*** Data under study ***

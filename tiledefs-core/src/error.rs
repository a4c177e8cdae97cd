//! Error types for definition resolution
//!
//! Every failure the engine can report is a [`DefsError`] variant with:
//! - A human-readable message naming the definitions involved
//! - A stable error code for programmatic handling
//! - A category for grouping
//!
//! Absence is not an error: [`crate::DefinitionCache::lookup`] reports an
//! unknown name as `Ok(None)`. [`DefsError::DefinitionNotFound`] only comes
//! from the convenience accessors that require a definition to exist.
//!
//! # Example
//!
//! ```rust
//! use tiledefs_core::error::{DefsError, ErrorCategory};
//!
//! fn report(err: DefsError) {
//!     match err.category() {
//!         ErrorCategory::Inheritance => eprintln!("misconfigured definitions: {err}"),
//!         ErrorCategory::NotFound => eprintln!("falling back to the default layout"),
//!         _ => eprintln!("{}: {err}", err.error_code()),
//!     }
//! }
//! ```

use serde::{Deserialize, Serialize};
use thiserror::Error;

/// Result type alias for definition operations
pub type Result<T> = std::result::Result<T, DefsError>;

/// Error category for grouping related errors
#[derive(Debug, Clone, Copy, PartialEq, Eq, Serialize, Deserialize)]
#[serde(rename_all = "snake_case")]
pub enum ErrorCategory {
    /// Requested definition does not exist
    NotFound,
    /// A runtime-registered definition failed validation
    Validation,
    /// The inheritance graph is broken (missing or circular ancestors)
    Inheritance,
    /// Patterns or engine configuration are malformed
    Configuration,
    /// A source loader or the filesystem failed
    External,
    /// Internal error (poisoned locks)
    Internal,
}

/// Errors that can occur while loading, resolving or registering definitions
#[derive(Error, Debug)]
pub enum DefsError {
    // ═══════════════════════════════════════════════════════════════════════
    // Inheritance errors
    // ═══════════════════════════════════════════════════════════════════════

    /// The parent named by `extends` is not defined anywhere in the fallback chain
    #[error("Definition '{definition}' extends '{ancestor}', which is not defined for this key or any of its fallbacks.")]
    MissingAncestor { definition: String, ancestor: String },

    /// A definition transitively extends itself
    #[error("Circular inheritance detected for definition '{definition}': {}", chain.join(" -> "))]
    CircularInheritance { definition: String, chain: Vec<String> },

    // ═══════════════════════════════════════════════════════════════════════
    // Lookup and validation errors
    // ═══════════════════════════════════════════════════════════════════════

    /// No exact, inherited or pattern-synthesized definition matched
    #[error("Definition not found: '{name}' (key {key}).")]
    DefinitionNotFound { name: String, key: String },

    /// A runtime-registered definition carries an attribute without value or expression
    #[error("Attribute '{attribute}' of definition '{definition}' has neither a value nor an expression.")]
    MissingAttributeValue { definition: String, attribute: String },

    // ═══════════════════════════════════════════════════════════════════════
    // Configuration errors
    // ═══════════════════════════════════════════════════════════════════════

    /// A pattern-marked definition name could not be compiled
    #[error("Invalid definition pattern '{pattern}': {reason}")]
    InvalidPattern { pattern: String, reason: String },

    /// Engine configuration is malformed
    #[error("Invalid configuration: {reason}")]
    InvalidConfig { reason: String },

    // ═══════════════════════════════════════════════════════════════════════
    // Source and infrastructure errors
    // ═══════════════════════════════════════════════════════════════════════

    /// The external source loader failed
    #[error("Failed to load definitions from source '{source_id}': {reason}")]
    SourceLoad { source_id: String, reason: String },

    /// I/O operation failed
    #[error("IO error on '{path}': {reason}")]
    Io { path: String, reason: String },

    /// JSON serialization or deserialization failed
    #[error("JSON error: {0}")]
    Json(#[from] serde_json::Error),

    /// A lock is poisoned (a panic occurred while holding it)
    #[error("Definition cache lock poisoned. This is a bug; please report it.")]
    LockPoisoned,
}

impl DefsError {
    /// Returns true if this error might succeed on a later attempt
    ///
    /// Resolution errors describe a misconfigured definition set and never
    /// go away by themselves; source and I/O errors may.
    pub fn is_recoverable(&self) -> bool {
        matches!(
            self,
            DefsError::SourceLoad { .. } | DefsError::Io { .. } | DefsError::LockPoisoned
        )
    }

    /// Returns true if this error indicates a broken inheritance graph
    pub fn is_resolution_error(&self) -> bool {
        self.category() == ErrorCategory::Inheritance
    }

    /// Returns the error category for grouping
    pub fn category(&self) -> ErrorCategory {
        match self {
            DefsError::DefinitionNotFound { .. } => ErrorCategory::NotFound,

            DefsError::MissingAttributeValue { .. } => ErrorCategory::Validation,

            DefsError::MissingAncestor { .. }
            | DefsError::CircularInheritance { .. } => ErrorCategory::Inheritance,

            DefsError::InvalidPattern { .. }
            | DefsError::InvalidConfig { .. } => ErrorCategory::Configuration,

            DefsError::SourceLoad { .. }
            | DefsError::Io { .. }
            | DefsError::Json(_) => ErrorCategory::External,

            DefsError::LockPoisoned => ErrorCategory::Internal,
        }
    }

    /// Returns the stable error code for this error
    pub fn error_code(&self) -> &'static str {
        match self {
            DefsError::MissingAncestor { .. } => "MISSING_ANCESTOR",
            DefsError::CircularInheritance { .. } => "CIRCULAR_INHERITANCE",
            DefsError::DefinitionNotFound { .. } => "DEFINITION_NOT_FOUND",
            DefsError::MissingAttributeValue { .. } => "MISSING_ATTRIBUTE_VALUE",
            DefsError::InvalidPattern { .. } => "INVALID_PATTERN",
            DefsError::InvalidConfig { .. } => "INVALID_CONFIG",
            DefsError::SourceLoad { .. } => "SOURCE_LOAD_ERROR",
            DefsError::Io { .. } => "IO_ERROR",
            DefsError::Json(_) => "JSON_ERROR",
            DefsError::LockPoisoned => "LOCK_POISONED",
        }
    }

    /// Converts this error to a JSON-serializable response object
    ///
    /// ```json
    /// {
    ///   "error": {
    ///     "code": "MISSING_ANCESTOR",
    ///     "message": "Definition 'child' extends 'ghost', ...",
    ///     "category": "inheritance",
    ///     "recoverable": false
    ///   }
    /// }
    /// ```
    pub fn to_error_response(&self) -> ErrorResponse {
        ErrorResponse {
            error: ErrorDetail {
                code: self.error_code().to_string(),
                message: self.to_string(),
                category: self.category(),
                recoverable: self.is_recoverable(),
            },
        }
    }
}

/// JSON-serializable error response for hosts reporting over an API
#[derive(Debug, Clone, Serialize, Deserialize)]
pub struct ErrorResponse {
    /// Error details
    pub error: ErrorDetail,
}

/// Error detail for JSON responses
#[derive(Debug, Clone, Serialize, Deserialize)]
pub struct ErrorDetail {
    /// Stable error code (e.g., "MISSING_ANCESTOR")
    pub code: String,
    /// Human-readable error message
    pub message: String,
    /// Error category
    pub category: ErrorCategory,
    /// Whether retry might succeed
    pub recoverable: bool,
}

*** End of Data under study ***

#### [Instructions to follow]
Set down only the lines above that fall between the line holding "set and never" and the line holding "the error category for grouping", inclusive, keeping each exact.

#### [Response to the exercise]
    /// Resolution errors describe a misconfigured definition set and never
    /// go away by themselves; source and I/O errors may.
    pub fn is_recoverable(&self) -> bool {
        matches!(
            self,
            DefsError::SourceLoad { .. } | DefsError::Io { .. } | DefsError::LockPoisoned
        )
    }

    /// Returns true if this error indicates a broken inheritance graph
    pub fn is_resolution_error(&self) -> bool {
        self.category() == ErrorCategory::Inheritance
    }

    /// Returns the error category for grouping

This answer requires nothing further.